While Cocoy is sleeping, Gorkrah comes out of the comics and escapes from the house. The next day, Cocoy tells Nonoy about the comics and they found out that the following pages are unfinished however, the comics is confiscated by a teacher. Later, a couple in a park is attacked by Gorkrah. Cocoy is punished by his father for the comics. Cocoy learns of the attack on the couple on the news and recognizes the same mark from the couple's arm and the one from the comics. Gorkrah is later seen feeding on the horses at the house. In the middle of the night, Cocoy is disturbed by Gorkrah. Cocoy's father tries to confront him but is thrown on the floor. Gorkrah then proceeds to attack the Cocoy's family. Cocoy then summons Argoknox by saying the same phrase that was written in the comics. Argoknox engages in a sword fight with Gorkrah, ending with Argoknox winning. He then reveals himself to be the writer and thanks Cocoy for keeping his world alive and then disappears. The next morning, Cocoy and his father goes back to the abandoned house and returns the comics in the chest.

=== Halimaw sa Banga ===
In an archaeological excavation. An expensive jar (banga), is illegally bought by a lawyer named Margarita. Unbeknownst to her, the jar is home to an evil spirit who was burnt alive and crucified. On the night of her sister Regina's wake, her mother and nephews Toni, who is Regina's daughter, and Marlyn are in attendance. Margarita's mother asks her for the whereabouts of her husband Abe. While some of the visitor's kids are playing hide and seek, a boy hides inside the jar and gets consumed by the monster. Margarita and Abe begin arguing about their marriage. When Pabling, a house crew, witnesses the monster's hand coming out, he alerts the whole household, but nobody believes him. He tries to break the jar later but gets consumed by the monster. Each consumption of the monster frees herself from the pins that has been hindering it. Marlyn moves in with Toni and Margarita while Margarita hires a private investigator and catches photos of Abe cheating, she orders the investigator to get to know the girl more. One night, Toni lets Marlyn's suitor, Jericho, inside the house to talk to Marlyn. But while hiding, Jericho gets snatched by the monster, Marlyn also goes missing.

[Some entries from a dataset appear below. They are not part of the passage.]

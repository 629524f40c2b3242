//! Normalizes a raw candidate command (from a script line or an LLM
//! completion) into a single clean imperative command.

/// Quote/punctuation characters trimmed from both ends of a candidate.
const EDGE_CHARS: &[char] = &['"', '\'', '.', ',', '!', '?'];

/// Filler the model tends to prepend. Checked in order, one pass: after a
/// prefix is removed the lowercase view is re-derived and the *remaining*
/// prefixes in the list are still checked against the updated string.
const FILLER_PREFIXES: &[&str] = &[
    "command:", "next:", "i will", "i'll", "i would", "let me", "let's", "okay,", "ok,", "sure,",
    "response:",
];

const MAX_COMMAND_LEN: usize = 100;
const DEFAULT_COMMAND: &str = "look";

/// Total function: always yields a sendable command, defaulting to `look`
/// when nothing survives cleaning.
pub fn sanitize(candidate: &str) -> String {
    let mut command = candidate
        .trim()
        .trim_matches(|c: char| EDGE_CHARS.contains(&c))
        .to_string();

    let mut lower = command.to_lowercase();
    for prefix in FILLER_PREFIXES {
        if lower.starts_with(prefix) {
            command = command
                .get(prefix.len()..)
                .unwrap_or("")
                .trim()
                .to_string();
            lower = command.to_lowercase();
        }
    }

    command = command.lines().next().unwrap_or("").trim().to_string();

    if command.len() > MAX_COMMAND_LEN {
        let mut end = MAX_COMMAND_LEN;
        while !command.is_char_boundary(end) {
            end -= 1;
        }
        command.truncate(end);
        // The cut may land on whitespace or punctuation; re-trim the tail.
        command = command
            .trim_end_matches(|c: char| c.is_whitespace() || EDGE_CHARS.contains(&c))
            .to_string();
    }

    if command.is_empty() {
        DEFAULT_COMMAND.to_string()
    } else {
        command
    }
}

#[cfg(test)]
mod tests {
    use super::*;

    #[test]
    fn strips_surrounding_quotes() {
        assert_eq!(sanitize("\"north\""), "north");
        assert_eq!(sanitize("'take lamp'"), "take lamp");
    }

    #[test]
    fn strips_filler_prefixes() {
        assert_eq!(sanitize("Command: take lamp"), "take lamp");
        assert_eq!(sanitize("I will go north."), "go north");
        assert_eq!(sanitize("Okay, I'll open the mailbox"), "open the mailbox");
    }

    #[test]
    fn later_prefix_then_earlier_one_is_not_rescanned() {
        // "okay," is after "i will" in the list, so the single pass strips
        // "okay," but leaves the now-leading "I will" alone.
        assert_eq!(sanitize("Okay, I will go north"), "I will go north");
    }

    #[test]
    fn keeps_only_the_first_line() {
        assert_eq!(sanitize("north\nthen I will go east"), "north");
    }

    #[test]
    fn truncates_long_commands() {
        let long = "go ".repeat(60);
        assert_eq!(sanitize(&long).len(), 100);
    }

    #[test]
    fn empty_input_defaults_to_look() {
        assert_eq!(sanitize(""), "look");
        assert_eq!(sanitize("   "), "look");
        assert_eq!(sanitize("\"...\""), "look");
    }

    #[test]
    fn clean_commands_pass_through_unchanged() {
        for raw in ["north", "take lamp", "look", "attack troll with sword"] {
            assert_eq!(sanitize(raw), raw);
        }
    }

    #[test]
    fn resanitizing_a_cleaned_command_changes_nothing() {
        let long = "go ".repeat(60);
        for raw in [
            "\"north\"",
            "Command: take lamp",
            "I will go north.",
            "",
            "   ",
            "examine troll\nattack troll",
            long.as_str(),
        ] {
            let once = sanitize(raw);
            assert_eq!(sanitize(&once), once, "input {raw:?}");
        }
    }
}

The family concludes that Jericho and Marlyn had eloped. Margarita confronts Abe in his workplace. Duke, Toni's suitor is also consumed by monster when he visits Toni but appears the next day and appears to be fine. Margarita, who disapproves of Duke, sees him kneeling in front of the jar and disappears. The next morning, Margarita scolds Toni for seeing Duke but she walks away when she slaps Toni. During a conversation, Duke pulls Toni away from the jar and warns her. Margarita sues Abe for concubinage and discovers that one of the maids is Abe's mistress. She meets with the maid but during the confrontation the maid is snatched by the monster in front of Margarita, who escapes with her car. She wakes up the next day, hearing voices and is scolded by a homeless man about her sin. Margarita decides to drop the case and makes amends with Abe, while attempting to give him the jar. But as Abe inspects it, the monster snatches him. Toni gets home and sees her father's shoe and blood on the jar. She confronts Margarita and together they witness the monster getting out of the jar. Duke appears briefly before disappearing again. An explosion occurs around the house prompting the two to run around and hide. When the chaos stops, the two try to escape but the door is locked, the remaining maids get consumed by the monster who is now haunting Margarita and Toni in the living room. The two then hide in a room, where Margarita reveals that she was always jealous of Toni's mother. Before Margarita can attack Toni, Duke appears to stop the monster, and asks them to leave the two out of the fight. Margarita, now possessed by the monster, brawls with Toni, who is also possessed by Duke. When Toni gets the upper hand, the monster taunts her to kill her stepmother, but Toni is unwilling and is defeated by her. The monster then tries to stab Toni, but a lightning strikes and defeats her. Toni wakes up to Duke revealing himself to be an angel and not the same Duke as before, he also reveals that everyone consumed by the monster are gone but reminds Toni to remain courteous and he will guide her.

== Cast ==

=== Komiks ===

- Ian De Leon as Cocoy (credited as Kristoffer Ian De Leon)
- Gina Pareño as Cocoy and Anna's mother
- Michael de Mesa as Argonox
- Ruel Vernal as Gorkrah
- Jaime Fabregas as Cocoy and Anna's father (credited as Jimmy Fabregas)
- Monossi Mempin as Nonoy
- Joanne Miller as Anna
- Vicky Suba as Couple Victim
- Jay Ilagan as Couple Victim (uncredited)

=== Halimaw sa Banga ===

- Lotlot de Leon as Toni
- Liza Lorena as Margarita
- Mario O’Hara as Abe
- Maritess Guetirrez as Halimaw
- Mart Kenneth Rebamonte as Emo na Halimaw
- Mary Walter as Grandmother
- Ronnel Victor as Duke
- Marilyn Villamayor as Marlyn
- Romnick Sarmienta as Jericho
- Nora Aunor as Regina, Toni's mother (photo only) (uncredited)
- Tony Angeles as Banga Seller (uncredited)

==Awards==
At the 1986 Metro Manila Film Festival, the film won 10 awards, including Mario O'Hara for Best Director and Best Actor, and Liza Lorena for Best Actress.

==Legacy==
The monster and the title itself; 'Halimaw sa Banga' is well known in the Philippines. Often included in list of scariest creatures from Philippine Cinema and mentioned as pop culture reference. The creature appeared in the superhero fantasy teleserye 'Super Inggo' portrayed by Ai-Ai delas Alas.

Matet de Leon, Ian and Lotlot's younger sister, uttered the words "Takot ako, eh!" ("I'm scared, eh!") in the trailer. This phrase is later included in the poster and even produced another horror film in 1987 with Mario O'hara directing again and the three siblings appearing together.